I want to briefly update readers on two related projects: analyzing Erowid experience reports and developing an improved psychedelic effects questionnaire. My collaborators and I have been exploring methods of summarizing and quantifying reports in the Erowid Experience Vaults.1 We hope this will help both the users of Erowid and the scientific community to understand the effects of different drugs. We have been getting useful and interesting results examining fifteen different drugs with a technique called independent components analysis. This summer, we presented preliminary results at several conferences. When people describe experiences with a given psychedelic drug, there appear to be consistent themes. Based on these themes we can estimate, for example, how euphoric or anxiety-producing a drug typically is. However, to be confident in our results, we need to compare them to existing questionnaires for measuring mood and other aspects of experience. Collecting these new data takes us to our second related project.

If we are getting people to fill out existing questionnaires about psychedelic experiences, we have a valuable opportunity to try to improve the questionnaires. The questionnaire most commonly used in European psychedelic research is the APZOAV, which measures feelings of "oceanic boundlessness", "dread of ego dissolution", and "visionary restructuralization". It was developed to find the fundamental dimensions of experience that underlie nonordinary states of consciousness. However, some of these allegedly different fundamental dimensions are most obviously different only in terms of mood.
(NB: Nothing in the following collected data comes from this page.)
use crate::{
    error::{
        GameError,
        Result,
        revert_reason,
    },
    khanate_types::{
        BattleInitiatedFilter,
        BattleResultFilter,
        BatyrAcquiredFilter,
        KazakhKhanate,
    },
    types::{
        AchievementSet,
        BattleId,
        BattleOutcome,
        BattleRecord,
        BattleSighting,
        BatyrAward,
        BatyrStats,
        KhanateFounding,
        KhanateStats,
        Position,
    },
};
use ethers::{
    abi::RawLog,
    contract::{
        ContractError,
        EthLogDecode,
        builders::ContractCall,
    },
    providers::Middleware,
    types::{
        Address,
        BlockNumber,
        TransactionReceipt,
        U64,
        U256,
    },
};
use std::{
    fmt::Display,
    sync::Arc,
};
use tracing::debug;

/// Fixed fees in wei, matching the contract's pricing.
pub const ARCHER_COST_WEI: u64 = 10_000_000_000_000_000; // 0.01 ether
pub const CAVALRY_COST_WEI: u64 = 20_000_000_000_000_000; // 0.02 ether
pub const LUCKY_BOX_FEE_WEI: u64 = 100_000_000_000_000_000; // 0.1 ether
pub const SPEED_UP_FEE_WEI: u64 = 300_000_000_000_000_000; // 0.3 ether

/// Number of collectible Batyr heroes the contract defines.
pub const BATYR_COUNT: u8 = 5;

/// Typed surface over the six game calls plus the view and event-history
/// queries the client depends on. The remote ledger owns every state
/// transition; implementations only relay.
pub trait KhanateContract {
    /// The account this handle signs and filters for.
    fn account(&self) -> Address;

    /// Latest block timestamp in seconds. This is the authoritative clock
    /// for every deadline decision.
    async fn chain_time(&self) -> Result<u64>;

    async fn khanate_stats(&self, player: Address) -> Result<KhanateStats>;
    async fn create_khanate(&self, name: &str, location: Position) -> Result<()>;
    async fn purchase_troops(&self, archers: u64, cavalry: u64) -> Result<()>;
    async fn active_khanates(&self) -> Result<Vec<Address>>;

    async fn batyr_stats(&self, batyr_id: u8) -> Result<BatyrStats>;
    async fn has_batyr(&self, player: Address, batyr_id: u8) -> Result<bool>;
    async fn player_stats(&self, player: Address) -> Result<AchievementSet>;
    async fn purchase_lucky_box(&self) -> Result<Option<BatyrAward>>;

    async fn battle_record(&self, battle_id: BattleId) -> Result<BattleRecord>;
    async fn initiate_battle(&self, opponent: Address) -> Result<BattleId>;
    async fn execute_battle(&self, battle_id: BattleId) -> Result<BattleOutcome>;
    async fn speed_up_battle(&self, battle_id: BattleId) -> Result<()>;

    /// `BattleInitiated` sightings at or after `from_block`, plus the tip
    /// block the scan covered. Callers keep the tip as an incremental
    /// cursor instead of re-reading history from genesis.
    async fn battles_initiated_since(
        &self,
        from_block: u64,
    ) -> Result<(Vec<BattleSighting>, u64)>;

    /// `KhanateCreated` events at or after `from_block`, plus the scanned
    /// tip block.
    async fn khanates_created_since(
        &self,
        from_block: u64,
    ) -> Result<(Vec<KhanateFounding>, u64)>;
}

#[derive(Clone, Debug, PartialEq)]
pub enum KhanateStatus {
    Ready(KhanateStats),
    NotCreated,
}

/// Routes the contract's "not initialized" revert into the creation flow;
/// any other failure propagates.
pub async fn khanate_status<C: KhanateContract>(contract: &C) -> Result<KhanateStatus> {
    match contract.khanate_stats(contract.account()).await {
        Ok(stats) => Ok(KhanateStatus::Ready(stats)),
        Err(err) if err.is_not_initialized() => Ok(KhanateStatus::NotCreated),
        Err(err) => Err(err),
    }
}

/// The production implementation: an abigen binding over JSON-RPC. Every
/// mutating call sets `from`, awaits the receipt and checks its status.
pub struct EvmKhanate<M> {
    contract: KazakhKhanate<M>,
    account: Address,
}

impl<M> Clone for EvmKhanate<M> {
    fn clone(&self) -> Self {
        Self {
            contract: self.contract.clone(),
            account: self.account,
        }
    }
}

impl<M: Middleware + 'static> EvmKhanate<M> {
    pub fn new(contract_address: Address, client: Arc<M>, account: Address) -> Self {
        Self {
            contract: KazakhKhanate::new(contract_address, client),
            account,
        }
    }

    pub fn contract_address(&self) -> Address {
        self.contract.address()
    }

    async fn send(&self, call: ContractCall<M, ()>) -> Result<TransactionReceipt> {
        let call = call.from(self.account);
        let pending = call
            .send()
            .await
            .map_err(into_game_error)?;
        let receipt = pending
            .await
            .map_err(remote_from)?
            .ok_or_else(|| GameError::remote("transaction dropped before it was mined"))?;
        if receipt.status == Some(U64::zero()) {
            return Err(GameError::remote_opaque());
        }
        Ok(receipt)
    }
}

impl<M: Middleware + 'static> KhanateContract for EvmKhanate<M> {
    fn account(&self) -> Address {
        self.account
    }

    async fn chain_time(&self) -> Result<u64> {
        let block = self
            .contract
            .client()
            .get_block(BlockNumber::Latest)
            .await
            .map_err(remote_from)?
            .ok_or_else(|| GameError::remote("provider returned no latest block"))?;
        Ok(sat_u64(block.timestamp))
    }

    async fn khanate_stats(&self, player: Address) -> Result<KhanateStats> {
        let (name, level, experience, archers, cavalry, x, y) = self
            .contract
            .get_khanate_stats(player)
            .call()
            .await
            .map_err(into_game_error)?;
        Ok(KhanateStats {
            name,
            level: sat_u64(level),
            experience: sat_u64(experience),
            archers: sat_u64(archers),
            cavalry: sat_u64(cavalry),
            location: Position::new(x, y),
        })
    }

    async fn create_khanate(&self, name: &str, location: Position) -> Result<()> {
        let call = self
            .contract
            .create_khanate(name.to_string(), location.x, location.y);
        self.send(call).await?;
        Ok(())
    }

    async fn purchase_troops(&self, archers: u64, cavalry: u64) -> Result<()> {
        let cost = U256::from(archers) * U256::from(ARCHER_COST_WEI)
            + U256::from(cavalry) * U256::from(CAVALRY_COST_WEI);
        let call = self
            .contract
            .purchase_troops(U256::from(archers), U256::from(cavalry))
            .value(cost);
        self.send(call).await?;
        Ok(())
    }

    async fn active_khanates(&self) -> Result<Vec<Address>> {
        self.contract
            .get_active_khanates()
            .call()
            .await
            .map_err(into_game_error)
    }

    async fn batyr_stats(&self, batyr_id: u8) -> Result<BatyrStats> {
        let (name, ability, description, power, archer_bonus, cavalry_bonus, can_battle) =
            self.contract
                .get_batyr_stats(batyr_id)
                .call()
                .await
                .map_err(into_game_error)?;
        Ok(BatyrStats {
            name,
            ability,
            description,
            power: sat_u64(power),
            archer_bonus: sat_u64(archer_bonus),
            cavalry_bonus: sat_u64(cavalry_bonus),
            can_battle,
        })
    }

    async fn has_batyr(&self, player: Address, batyr_id: u8) -> Result<bool> {
        self.contract
            .has_batyr(player, batyr_id)
            .call()
            .await
            .map_err(into_game_error)
    }

    async fn player_stats(&self, player: Address) -> Result<AchievementSet> {
        let (first_blood, veteran, warlord, defender, collector) = self
            .contract
            .get_player_stats(player)
            .call()
            .await
            .map_err(into_game_error)?;
        Ok(AchievementSet {
            first_blood,
            veteran,
            warlord,
            defender,
            collector,
        })
    }

    async fn purchase_lucky_box(&self) -> Result<Option<BatyrAward>> {
        let call = self.contract.purchase_lucky_box().value(LUCKY_BOX_FEE_WEI);
        let receipt = self.send(call).await?;
        Ok(
            decode_receipt_event::<BatyrAcquiredFilter>(&receipt).map(|ev| BatyrAward {
                batyr_id: ev.batyr_id,
                name: ev.name,
            }),
        )
    }

    async fn battle_record(&self, battle_id: BattleId) -> Result<BattleRecord> {
        let (attacker, defender, start_time, travel_time, resolved) = self
            .contract
            .active_battles(U256::from(battle_id))
            .call()
            .await
            .map_err(into_game_error)?;
        Ok(BattleRecord {
            attacker,
            defender,
            start_time: sat_u64(start_time),
            travel_time: sat_u64(travel_time),
            resolved,
        })
    }

    async fn initiate_battle(&self, opponent: Address) -> Result<BattleId> {
        let receipt = self.send(self.contract.initiate_battle(opponent)).await?;
        let event = decode_receipt_event::<BattleInitiatedFilter>(&receipt)
            .ok_or_else(|| GameError::remote("no BattleInitiated event in receipt"))?;
        Ok(sat_u64(event.battle_id))
    }

    async fn execute_battle(&self, battle_id: BattleId) -> Result<BattleOutcome> {
        let receipt = self
            .send(self.contract.execute_battle(U256::from(battle_id)))
            .await?;
        let event = decode_receipt_event::<BattleResultFilter>(&receipt)
            .ok_or_else(|| GameError::remote("no BattleResult event in receipt"))?;
        Ok(BattleOutcome {
            battle_id,
            winner: event.winner,
            loser: event.loser,
            experience_gained: sat_u64(event.experience_gained),
        })
    }

    async fn speed_up_battle(&self, battle_id: BattleId) -> Result<()> {
        let call = self
            .contract
            .speed_up_battle(U256::from(battle_id))
            .value(SPEED_UP_FEE_WEI);
        self.send(call).await?;
        Ok(())
    }

    async fn battles_initiated_since(
        &self,
        from_block: u64,
    ) -> Result<(Vec<BattleSighting>, u64)> {
        let tip = self
            .contract
            .client()
            .get_block_number()
            .await
            .map_err(remote_from)?
            .as_u64();
        if tip < from_block {
            return Ok((Vec::new(), tip));
        }
        let events = self
            .contract
            .battle_initiated_filter()
            .from_block(from_block)
            .to_block(tip)
            .query()
            .await
            .map_err(into_game_error)?;
        let sightings = events
            .into_iter()
            .map(|ev| BattleSighting {
                battle_id: sat_u64(ev.battle_id),
                attacker: ev.attacker,
                defender: ev.defender,
            })
            .collect();
        Ok((sightings, tip))
    }

    async fn khanates_created_since(
        &self,
        from_block: u64,
    ) -> Result<(Vec<KhanateFounding>, u64)> {
        let tip = self
            .contract
            .client()
            .get_block_number()
            .await
            .map_err(remote_from)?
            .as_u64();
        if tip < from_block {
            return Ok((Vec::new(), tip));
        }
        let events = self
            .contract
            .khanate_created_filter()
            .from_block(from_block)
            .to_block(tip)
            .query()
            .await
            .map_err(into_game_error)?;
        let foundings = events
            .into_iter()
            .map(|ev| KhanateFounding {
                owner: ev.owner,
                name: ev.name,
            })
            .collect();
        Ok((foundings, tip))
    }
}

fn into_game_error<M: Middleware>(err: ContractError<M>) -> GameError {
    if let Some(reason) = err.decode_revert::<String>() {
        return GameError::remote(reason);
    }
    match revert_reason(&err.to_string()) {
        Some(reason) => GameError::remote(reason),
        None => {
            debug!(error = %err, "unclassified contract error");
            GameError::remote_opaque()
        }
    }
}

fn remote_from<E: Display>(err: E) -> GameError {
    let message = err.to_string();
    match revert_reason(&message) {
        Some(reason) => GameError::remote(reason),
        None => GameError::remote(message),
    }
}

fn decode_receipt_event<E: EthLogDecode>(receipt: &TransactionReceipt) -> Option<E> {
    receipt.logs.iter().find_map(|log| {
        let raw = RawLog {
            topics: log.topics.clone(),
            data: log.data.to_vec(),
        };
        E::decode_log(&raw).ok()
    })
}

fn sat_u64(value: U256) -> u64 {
    if value > U256::from(u64::MAX) {
        u64::MAX
    } else {
        value.as_u64()
    }
}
It seems possible that an individual's emotional reaction to the altered state is an independent (and in some ways superficial) aspect overlaid onto more fundamental dimensions of altered states. If this is true, then measuring mood separately could reveal new fundamental aspects about psychedelic states. We plan to test these ideas. In doing so, we hope to develop a questionnaire that more accurately measures psychedelic experience and harmonizes with leading scientific methods of measuring mood, sociability, and mystical experience. We are calling this nascent instrument the EPEQ (pronounced "epic"), or the Erowid Psychedelic Experience Questionnaire. In June, we received approval from our Institutional Review Board to carry out this study and hope to begin soon.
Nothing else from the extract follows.